══ EXERCISE INPUT ══

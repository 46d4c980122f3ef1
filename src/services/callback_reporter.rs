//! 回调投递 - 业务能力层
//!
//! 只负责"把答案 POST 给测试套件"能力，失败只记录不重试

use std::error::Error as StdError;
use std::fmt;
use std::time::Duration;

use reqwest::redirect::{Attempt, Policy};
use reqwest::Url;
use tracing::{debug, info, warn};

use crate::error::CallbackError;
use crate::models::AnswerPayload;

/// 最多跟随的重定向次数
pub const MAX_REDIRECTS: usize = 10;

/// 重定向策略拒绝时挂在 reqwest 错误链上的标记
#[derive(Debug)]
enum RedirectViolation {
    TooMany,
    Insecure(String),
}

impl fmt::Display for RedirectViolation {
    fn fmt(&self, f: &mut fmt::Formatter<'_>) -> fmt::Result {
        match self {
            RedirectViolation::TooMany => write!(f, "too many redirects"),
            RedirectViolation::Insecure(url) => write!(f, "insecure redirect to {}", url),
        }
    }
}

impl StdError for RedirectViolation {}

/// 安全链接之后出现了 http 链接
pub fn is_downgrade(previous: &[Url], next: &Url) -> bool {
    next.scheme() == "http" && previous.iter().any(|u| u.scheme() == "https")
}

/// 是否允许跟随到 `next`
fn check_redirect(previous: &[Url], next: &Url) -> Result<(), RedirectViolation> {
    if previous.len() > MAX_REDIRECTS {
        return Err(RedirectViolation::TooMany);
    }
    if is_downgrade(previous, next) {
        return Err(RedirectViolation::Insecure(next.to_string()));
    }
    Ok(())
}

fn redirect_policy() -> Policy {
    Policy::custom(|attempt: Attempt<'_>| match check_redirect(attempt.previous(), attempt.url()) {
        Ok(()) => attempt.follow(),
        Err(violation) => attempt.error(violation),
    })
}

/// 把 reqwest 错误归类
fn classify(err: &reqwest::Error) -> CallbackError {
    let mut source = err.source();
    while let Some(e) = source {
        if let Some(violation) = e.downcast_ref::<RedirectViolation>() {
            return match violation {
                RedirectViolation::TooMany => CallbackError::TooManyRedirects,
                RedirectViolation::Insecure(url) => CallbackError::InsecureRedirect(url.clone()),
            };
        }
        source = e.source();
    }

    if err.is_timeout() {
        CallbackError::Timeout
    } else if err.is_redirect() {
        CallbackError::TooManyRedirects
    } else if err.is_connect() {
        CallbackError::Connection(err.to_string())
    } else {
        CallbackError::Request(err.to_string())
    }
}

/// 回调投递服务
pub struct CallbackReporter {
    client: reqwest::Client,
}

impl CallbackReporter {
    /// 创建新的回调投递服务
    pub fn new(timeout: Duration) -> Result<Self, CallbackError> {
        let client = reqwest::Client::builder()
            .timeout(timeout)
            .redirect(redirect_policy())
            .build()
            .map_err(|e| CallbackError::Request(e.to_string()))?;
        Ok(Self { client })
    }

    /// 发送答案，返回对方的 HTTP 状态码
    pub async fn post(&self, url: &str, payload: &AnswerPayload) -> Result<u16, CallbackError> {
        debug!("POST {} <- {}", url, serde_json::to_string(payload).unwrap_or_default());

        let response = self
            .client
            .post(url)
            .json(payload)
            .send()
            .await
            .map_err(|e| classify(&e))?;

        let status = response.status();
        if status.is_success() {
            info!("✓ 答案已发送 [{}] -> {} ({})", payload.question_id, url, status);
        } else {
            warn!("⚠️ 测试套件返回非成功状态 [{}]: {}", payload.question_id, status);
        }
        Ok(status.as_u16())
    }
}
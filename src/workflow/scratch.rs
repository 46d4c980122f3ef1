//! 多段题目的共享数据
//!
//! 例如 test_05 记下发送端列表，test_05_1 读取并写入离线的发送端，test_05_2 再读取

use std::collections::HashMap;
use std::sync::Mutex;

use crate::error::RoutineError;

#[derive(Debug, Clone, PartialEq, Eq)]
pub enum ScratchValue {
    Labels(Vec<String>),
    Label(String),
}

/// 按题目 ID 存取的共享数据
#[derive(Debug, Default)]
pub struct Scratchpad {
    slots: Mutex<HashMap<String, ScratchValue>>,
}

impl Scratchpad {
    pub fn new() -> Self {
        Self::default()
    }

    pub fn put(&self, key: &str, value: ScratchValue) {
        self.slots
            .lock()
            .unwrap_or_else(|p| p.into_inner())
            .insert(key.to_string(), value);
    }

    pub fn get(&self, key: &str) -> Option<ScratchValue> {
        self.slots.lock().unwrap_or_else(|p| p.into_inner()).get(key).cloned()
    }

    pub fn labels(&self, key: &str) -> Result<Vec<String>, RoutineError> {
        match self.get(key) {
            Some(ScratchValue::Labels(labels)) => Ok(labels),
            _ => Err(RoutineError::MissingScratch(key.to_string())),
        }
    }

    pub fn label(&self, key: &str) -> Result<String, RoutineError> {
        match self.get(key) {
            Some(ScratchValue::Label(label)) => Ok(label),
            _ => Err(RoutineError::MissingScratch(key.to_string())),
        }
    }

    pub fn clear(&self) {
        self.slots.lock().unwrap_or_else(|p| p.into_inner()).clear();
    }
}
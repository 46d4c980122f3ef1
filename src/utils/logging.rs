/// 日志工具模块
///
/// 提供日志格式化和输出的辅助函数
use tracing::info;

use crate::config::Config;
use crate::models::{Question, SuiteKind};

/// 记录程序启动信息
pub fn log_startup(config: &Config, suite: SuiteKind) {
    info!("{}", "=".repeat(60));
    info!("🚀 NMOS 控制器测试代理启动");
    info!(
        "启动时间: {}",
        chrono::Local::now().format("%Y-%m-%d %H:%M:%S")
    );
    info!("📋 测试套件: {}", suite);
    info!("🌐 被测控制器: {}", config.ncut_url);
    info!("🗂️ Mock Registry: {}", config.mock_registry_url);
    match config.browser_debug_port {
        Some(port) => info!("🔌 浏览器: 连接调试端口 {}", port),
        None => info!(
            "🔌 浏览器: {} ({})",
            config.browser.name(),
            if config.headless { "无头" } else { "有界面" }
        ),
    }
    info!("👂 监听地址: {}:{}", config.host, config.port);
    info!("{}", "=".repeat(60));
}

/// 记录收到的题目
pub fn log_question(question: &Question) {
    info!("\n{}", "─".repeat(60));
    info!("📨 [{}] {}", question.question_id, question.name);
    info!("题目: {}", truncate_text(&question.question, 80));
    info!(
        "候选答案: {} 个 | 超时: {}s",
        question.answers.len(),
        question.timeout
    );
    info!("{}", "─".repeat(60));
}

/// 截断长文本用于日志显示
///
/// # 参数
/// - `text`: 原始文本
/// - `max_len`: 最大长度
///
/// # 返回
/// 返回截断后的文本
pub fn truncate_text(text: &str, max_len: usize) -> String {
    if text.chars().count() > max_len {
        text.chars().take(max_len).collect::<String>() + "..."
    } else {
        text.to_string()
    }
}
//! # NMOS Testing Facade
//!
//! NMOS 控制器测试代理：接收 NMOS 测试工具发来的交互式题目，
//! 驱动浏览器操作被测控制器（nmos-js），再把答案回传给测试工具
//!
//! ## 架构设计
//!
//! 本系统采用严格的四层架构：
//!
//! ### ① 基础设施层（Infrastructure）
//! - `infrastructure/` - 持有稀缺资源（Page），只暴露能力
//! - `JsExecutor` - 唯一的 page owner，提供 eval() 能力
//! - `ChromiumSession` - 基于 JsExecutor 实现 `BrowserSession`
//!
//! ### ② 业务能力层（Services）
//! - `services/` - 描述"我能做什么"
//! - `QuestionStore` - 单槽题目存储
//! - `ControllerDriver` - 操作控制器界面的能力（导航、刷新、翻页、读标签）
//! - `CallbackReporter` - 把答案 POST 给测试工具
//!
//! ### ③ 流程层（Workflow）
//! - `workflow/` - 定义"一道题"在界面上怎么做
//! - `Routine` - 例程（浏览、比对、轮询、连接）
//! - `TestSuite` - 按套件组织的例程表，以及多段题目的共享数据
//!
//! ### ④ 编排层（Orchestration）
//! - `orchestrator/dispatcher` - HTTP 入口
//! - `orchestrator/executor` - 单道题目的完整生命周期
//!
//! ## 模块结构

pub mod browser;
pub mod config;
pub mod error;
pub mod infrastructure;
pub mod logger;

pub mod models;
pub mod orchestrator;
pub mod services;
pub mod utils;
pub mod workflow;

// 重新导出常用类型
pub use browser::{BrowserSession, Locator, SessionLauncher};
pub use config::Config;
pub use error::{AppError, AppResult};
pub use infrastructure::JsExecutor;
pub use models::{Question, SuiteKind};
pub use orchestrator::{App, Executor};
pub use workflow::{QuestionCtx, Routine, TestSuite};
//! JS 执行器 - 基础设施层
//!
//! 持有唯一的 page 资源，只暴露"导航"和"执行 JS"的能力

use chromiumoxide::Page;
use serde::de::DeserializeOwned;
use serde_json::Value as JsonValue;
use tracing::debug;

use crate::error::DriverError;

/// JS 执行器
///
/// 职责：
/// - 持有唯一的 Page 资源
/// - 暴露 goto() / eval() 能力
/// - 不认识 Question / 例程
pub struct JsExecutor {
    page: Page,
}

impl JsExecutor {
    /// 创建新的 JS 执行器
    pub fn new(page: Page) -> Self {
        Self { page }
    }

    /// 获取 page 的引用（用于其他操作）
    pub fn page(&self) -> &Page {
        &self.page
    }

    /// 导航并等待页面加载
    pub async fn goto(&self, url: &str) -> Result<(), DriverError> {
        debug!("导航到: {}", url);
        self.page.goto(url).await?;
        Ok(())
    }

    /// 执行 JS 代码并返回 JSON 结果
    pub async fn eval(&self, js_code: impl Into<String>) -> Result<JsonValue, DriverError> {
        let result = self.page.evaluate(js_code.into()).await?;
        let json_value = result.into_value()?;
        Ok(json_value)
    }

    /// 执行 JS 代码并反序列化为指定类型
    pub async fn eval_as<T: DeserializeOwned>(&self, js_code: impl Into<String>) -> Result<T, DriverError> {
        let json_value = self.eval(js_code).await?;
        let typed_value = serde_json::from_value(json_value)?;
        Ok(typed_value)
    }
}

═══
══ EXERCISE INPUT ══

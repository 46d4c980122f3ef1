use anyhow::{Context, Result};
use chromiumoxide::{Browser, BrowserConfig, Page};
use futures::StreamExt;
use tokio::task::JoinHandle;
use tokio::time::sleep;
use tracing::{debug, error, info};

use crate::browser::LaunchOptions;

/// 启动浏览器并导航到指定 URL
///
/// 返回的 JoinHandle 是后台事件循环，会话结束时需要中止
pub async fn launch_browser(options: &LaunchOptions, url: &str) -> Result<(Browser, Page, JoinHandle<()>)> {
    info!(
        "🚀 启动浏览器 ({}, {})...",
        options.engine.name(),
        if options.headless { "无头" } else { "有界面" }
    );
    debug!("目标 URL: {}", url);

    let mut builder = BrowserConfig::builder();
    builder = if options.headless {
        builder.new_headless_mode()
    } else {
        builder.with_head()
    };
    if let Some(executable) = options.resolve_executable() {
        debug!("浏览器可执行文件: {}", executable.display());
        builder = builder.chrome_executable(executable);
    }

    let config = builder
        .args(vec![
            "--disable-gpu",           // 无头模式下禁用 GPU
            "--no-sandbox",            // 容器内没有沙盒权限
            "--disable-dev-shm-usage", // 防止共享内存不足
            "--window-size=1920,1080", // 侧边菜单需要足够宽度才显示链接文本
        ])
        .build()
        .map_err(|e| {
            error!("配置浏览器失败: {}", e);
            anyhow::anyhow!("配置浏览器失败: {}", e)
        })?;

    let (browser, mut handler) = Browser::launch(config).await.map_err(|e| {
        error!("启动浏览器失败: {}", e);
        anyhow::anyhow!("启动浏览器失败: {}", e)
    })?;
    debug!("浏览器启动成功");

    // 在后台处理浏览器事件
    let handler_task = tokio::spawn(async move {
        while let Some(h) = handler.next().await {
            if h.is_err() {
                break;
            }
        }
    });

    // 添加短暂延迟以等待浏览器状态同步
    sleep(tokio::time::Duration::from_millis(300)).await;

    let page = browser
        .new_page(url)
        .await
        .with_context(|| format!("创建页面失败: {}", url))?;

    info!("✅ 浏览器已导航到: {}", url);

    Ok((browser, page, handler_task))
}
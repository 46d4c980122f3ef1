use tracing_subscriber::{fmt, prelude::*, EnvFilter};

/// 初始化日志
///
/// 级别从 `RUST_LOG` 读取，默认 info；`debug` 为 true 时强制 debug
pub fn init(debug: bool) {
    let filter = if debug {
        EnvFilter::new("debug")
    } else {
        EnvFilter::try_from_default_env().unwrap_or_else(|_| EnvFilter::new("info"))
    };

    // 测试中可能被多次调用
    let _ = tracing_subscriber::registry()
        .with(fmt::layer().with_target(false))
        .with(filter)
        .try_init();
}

═══
══ EXERCISE INPUT ══

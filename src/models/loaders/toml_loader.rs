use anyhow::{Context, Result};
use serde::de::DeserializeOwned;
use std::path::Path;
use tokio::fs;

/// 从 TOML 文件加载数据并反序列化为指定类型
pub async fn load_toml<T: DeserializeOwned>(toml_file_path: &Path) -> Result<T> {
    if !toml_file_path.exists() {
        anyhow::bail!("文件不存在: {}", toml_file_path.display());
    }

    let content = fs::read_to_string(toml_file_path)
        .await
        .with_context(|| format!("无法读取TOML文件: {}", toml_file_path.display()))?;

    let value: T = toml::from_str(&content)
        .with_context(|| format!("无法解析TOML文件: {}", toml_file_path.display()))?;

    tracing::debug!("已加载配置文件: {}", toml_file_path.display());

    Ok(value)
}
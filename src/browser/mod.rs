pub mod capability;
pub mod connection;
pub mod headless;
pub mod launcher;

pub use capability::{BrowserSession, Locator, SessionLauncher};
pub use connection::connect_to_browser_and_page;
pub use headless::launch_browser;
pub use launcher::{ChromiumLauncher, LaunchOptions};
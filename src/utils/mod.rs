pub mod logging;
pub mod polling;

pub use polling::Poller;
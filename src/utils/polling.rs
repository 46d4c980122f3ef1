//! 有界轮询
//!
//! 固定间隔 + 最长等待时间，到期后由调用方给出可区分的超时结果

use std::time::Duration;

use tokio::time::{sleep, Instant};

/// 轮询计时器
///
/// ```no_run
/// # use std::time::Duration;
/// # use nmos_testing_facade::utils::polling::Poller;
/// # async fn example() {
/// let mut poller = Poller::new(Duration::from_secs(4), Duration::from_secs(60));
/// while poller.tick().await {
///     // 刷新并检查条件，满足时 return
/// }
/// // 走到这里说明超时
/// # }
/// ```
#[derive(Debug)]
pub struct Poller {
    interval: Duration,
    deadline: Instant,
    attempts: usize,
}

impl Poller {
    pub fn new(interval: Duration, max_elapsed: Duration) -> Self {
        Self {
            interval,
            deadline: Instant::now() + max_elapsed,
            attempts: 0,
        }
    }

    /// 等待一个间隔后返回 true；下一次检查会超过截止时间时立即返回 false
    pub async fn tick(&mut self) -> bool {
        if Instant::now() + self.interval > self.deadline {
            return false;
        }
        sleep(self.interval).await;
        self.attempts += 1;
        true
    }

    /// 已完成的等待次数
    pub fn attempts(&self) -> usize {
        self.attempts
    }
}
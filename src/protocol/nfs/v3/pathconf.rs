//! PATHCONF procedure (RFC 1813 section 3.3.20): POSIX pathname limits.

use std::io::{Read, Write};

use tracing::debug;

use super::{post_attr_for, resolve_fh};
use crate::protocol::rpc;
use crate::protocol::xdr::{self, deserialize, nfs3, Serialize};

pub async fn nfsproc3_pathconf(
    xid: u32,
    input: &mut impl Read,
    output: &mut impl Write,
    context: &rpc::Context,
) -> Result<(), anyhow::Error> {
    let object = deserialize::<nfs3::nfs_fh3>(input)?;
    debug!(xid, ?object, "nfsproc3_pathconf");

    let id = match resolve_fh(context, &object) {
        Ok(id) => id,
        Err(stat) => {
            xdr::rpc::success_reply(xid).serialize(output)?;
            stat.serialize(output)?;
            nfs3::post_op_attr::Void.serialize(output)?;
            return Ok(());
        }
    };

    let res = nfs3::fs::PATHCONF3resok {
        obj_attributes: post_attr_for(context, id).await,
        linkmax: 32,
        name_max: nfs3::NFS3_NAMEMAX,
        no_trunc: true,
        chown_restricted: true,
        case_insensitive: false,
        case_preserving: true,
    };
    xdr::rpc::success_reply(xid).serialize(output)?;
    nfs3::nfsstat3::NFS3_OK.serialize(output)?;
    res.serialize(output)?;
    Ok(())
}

═══

#### REQUIRED ACTION
Whenever a line above contains "sleep", copy that line.

#### OUTPUT OF THE TASK
use tokio::time::sleep;
    sleep(tokio::time::Duration::from_millis(300)).await;
use tokio::time::{sleep, Instant};
        sleep(self.interval).await;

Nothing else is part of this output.